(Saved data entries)
━━━━━━━━

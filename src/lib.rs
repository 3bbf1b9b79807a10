//! ccenv - toolchain detection and platform-gated compiler flags
//!
//! This crate provides the library behind the `ccenv` generator wrapper:
//! compiler classification, a run-once resolution cache, and flag
//! composition gated on the resolved toolchain.

pub mod builder;
pub mod core;
pub mod ops;
pub mod util;

/// Test utilities and mocks for ccenv unit tests.
///
/// This module is only available when compiling with `--cfg test` or
/// running tests. It provides a canned process probe and common
/// system fixtures.
#[cfg(test)]
pub mod test_support;

pub use builder::{
    BuildType, EnvError, FlagAccumulator, FlagComposer, ResolutionCache, ResolvedEnvironment,
    SystemInfo, TargetPlatform, ToolchainFamily, ToolchainIdentity,
};
pub use crate::core::Manifest;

━━━━━━━━

Whatever appears in the lines above should be copied exactly.

**Problem solution**
filename src/lib.rs
repository 3bbf1b9b79807a10
//! ccenv - toolchain detection and platform-gated compiler flags
//!
//! This crate provides the library behind the `ccenv` generator wrapper:
//! compiler classification, a run-once resolution cache, and flag
//! composition gated on the resolved toolchain.

pub mod builder;
pub mod core;
pub mod ops;
pub mod util;

/// Test utilities and mocks for ccenv unit tests.
///
/// This module is only available when compiling with `--cfg test` or
/// running tests. It provides a canned process probe and common
/// system fixtures.
#[cfg(test)]
pub mod test_support;

pub use builder::{
    BuildType, EnvError, FlagAccumulator, FlagComposer, ResolutionCache, ResolvedEnvironment,
    SystemInfo, TargetPlatform, ToolchainFamily, ToolchainIdentity,
};
pub use crate::core::Manifest;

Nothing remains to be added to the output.